The National Service Scheme (NSS) is an Indian government sector public service program conducted by the Ministry of Youth Affairs and Sports of the Government of India aimed at developing the personality and civic responsibility of student volunteers through community service. With the motto "Not Me But You," it engages millions of students in higher education institutions and senior secondary schools across the country in regular and special camping activities focused on education, health, environment, disaster relief, and social welfare. Launched as a pilot in 1969 across 37 universities with 40,000 volunteers, NSS has grown to encompass over 39,000 units and approximately 3.6 to 4.3 million active volunteers in recent years, with more than 47.8 million students having participated since inception.

== History ==
Mahatma Gandhi emphasized students' social responsibility alongside their education. Equally, the post-independence era of India urged an introduction for social service by students. This idea was considered in 1950 and 1952 and educational institutions launched various labour and service camps, campus work projects, and village apprenticeship programs.

In 1959, state education ministers were presented with the idea of involving students in organized national service in India. A National Service Committee was established on 28 August 1959 under the chair, C. D. Deshmukh, to pilot the idea. The recommendation was a period of nine months to a year of national service.

In April 1967, a conference of state education ministers suggested students could choose between the National Cadet Corps (NCC), a new National Service Scheme (NSS), and athletes could join the National Sports Organisation (NSO).

In 1969, a conference convened by the Ministry of Education and the University Grants Commission supported a national service scheme as an instrument of national integration. The NSS was formally launched in September of 1969, the birth-centenary year of Mahatma Gandhi, in 37 universities and approximately 40,000 student volunteers.

The inaugural NSS Republic Day Camp launched in 1988. Select volunteers attend the Republic Day Parade annually.

== Motto & objectives ==
The motto for the NSS is, "Not me but you", with a goal of "education through service" emphasizing the integration of community with the educational process. The NSS is focused on developing students' character and personality through community service.

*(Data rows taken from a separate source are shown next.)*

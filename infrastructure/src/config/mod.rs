//! Configuration file loading for pecko
//!
//! This module handles file I/O and merging of configuration from multiple sources.
//! The priority order (highest to lowest):
//!
//! 1. `PECKO_*` environment variables
//! 2. `--config <path>` specified file
//! 3. Workspace: `<root>/.pecko/config.toml`
//! 4. Global: `$XDG_CONFIG_HOME/pecko/config.toml`
//! 5. Default values
//!
//! Everything is resolved into domain types before a run starts; nothing in
//! this module is consulted while the workflow is executing.

mod error;
mod file_config;
mod loader;

pub use error::ConfigError;
pub use file_config::{
    CONFIG_VERSION, ConfigIssue, FileConfig, FileLoggingConfig, FileProfileConfig, FileRoleConfig,
    FileWorkflowConfig, ResolvedProfile, Severity,
};
pub use loader::{ConfigLoader, ENV_PREFIX};
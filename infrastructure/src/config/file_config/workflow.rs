//! `[workflow]`, `[logging]` and `[roles.<name>]` sections

use serde::{Deserialize, Serialize};

#[derive(Debug, Clone, PartialEq, Eq, Serialize, Deserialize)]
#[serde(default)]
pub struct FileWorkflowConfig {
    /// "single" or "pipeline"
    pub topology: String,
    /// Optional guard on the number of steps per run
    #[serde(skip_serializing_if = "Option::is_none")]
    pub max_steps: Option<usize>,
}

impl Default for FileWorkflowConfig {
    fn default() -> Self {
        Self {
            topology: "single".to_string(),
            max_steps: None,
        }
    }
}

#[derive(Debug, Clone, PartialEq, Eq, Serialize, Deserialize)]
#[serde(default)]
pub struct FileLoggingConfig {
    /// Write `.pecko/logs/<timestamp>.conversation.jsonl` for each run
    pub conversation_log: bool,
}

impl Default for FileLoggingConfig {
    fn default() -> Self {
        Self {
            conversation_log: true,
        }
    }
}

/// Per-role overrides
#[derive(Debug, Clone, Default, PartialEq, Eq, Serialize, Deserialize)]
#[serde(default)]
pub struct FileRoleConfig {
    /// Model for this role instead of the profile's
    #[serde(skip_serializing_if = "Option::is_none")]
    pub model: Option<String>,
}
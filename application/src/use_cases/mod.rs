//! Use cases
//!
//! Application-level operations that orchestrate domain logic.

pub mod run_workflow;
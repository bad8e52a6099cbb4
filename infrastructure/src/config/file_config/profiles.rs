//! Model profiles from TOML (`[profiles.<name>]` sections)

use pecko_domain::Model;
use serde::{Deserialize, Serialize};

/// One named model/endpoint/credential set.
#[derive(Debug, Clone, PartialEq, Eq, Serialize, Deserialize)]
#[serde(default)]
pub struct FileProfileConfig {
    /// Model identifier sent to the backend (default: "gpt-4o")
    pub model: String,
    /// Base URL of an OpenAI-compatible API
    pub base_url: String,
    /// Environment variable holding the API key (default: "OPENAI_API_KEY")
    pub api_key_env: String,
    /// Direct API key (not recommended; use `api_key_env` instead)
    #[serde(skip_serializing_if = "Option::is_none")]
    pub api_key: Option<String>,
}

impl Default for FileProfileConfig {
    fn default() -> Self {
        Self {
            model: Model::DEFAULT.to_string(),
            base_url: "https://api.openai.com/v1".to_string(),
            api_key_env: "OPENAI_API_KEY".to_string(),
            api_key: None,
        }
    }
}

/// A profile with its credential looked up, ready to build a gateway from.
#[derive(Clone, PartialEq, Eq)]
pub struct ResolvedProfile {
    pub name: String,
    pub model: Model,
    pub base_url: String,
    pub api_key: String,
}

impl std::fmt::Debug for ResolvedProfile {
    fn fmt(&self, f: &mut std::fmt::Formatter<'_>) -> std::fmt::Result {
        f.debug_struct("ResolvedProfile")
            .field("name", &self.name)
            .field("model", &self.model)
            .field("base_url", &self.base_url)
            .field("api_key", &"<redacted>")
            .finish()
    }
}
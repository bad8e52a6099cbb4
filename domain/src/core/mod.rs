//! Core domain concepts shared across all subdomains.
//!
//! - [`model::Model`]: identifier of the model a role is bound to
//! - [`error::DomainError`]: domain-level errors

pub mod error;
pub mod model;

== Volunteer requirements ==
Enrollment into the program is open to students in the 11th and 12th grade, technical institutions, and graduate programs after passing a screening process. Volunteers must fulfill specific criteria over a two-year period. Each members must complete a minimum of 120 service hours per year for two consecutive years. During the two-year period, each individual must participate in a special 7-day special camp. These camps are held in adopted villages within an 8 kilometer radius of one's academic institution.

=== Activities ===
Regular activities held by the NSS include health drives focused on blood donations, disease awareness, and personal hygiene. Environmental conservation initiatives include tree planting, cleanliness campaigns, and waste management initiatives. Literacy programs for adults and underprivileged children; volunteers also help with school administration in rural areas. Infrastructure improvement programs to improve roads, bridges, ponds, and developing villages. Social awareness programs are held to educate against caste discrimination and gender inequality, and substance abuse.

== Administrative structure ==
From the initial 37 universities, the NSS has expanded to hundreds of universities with several million volunteers. Starting the 2016-2017 fiscal year, the NSS became a Central Sector Scheme (CSS) with 100% funding from the Government of India under the Ministry of Youth Affairs and Sports.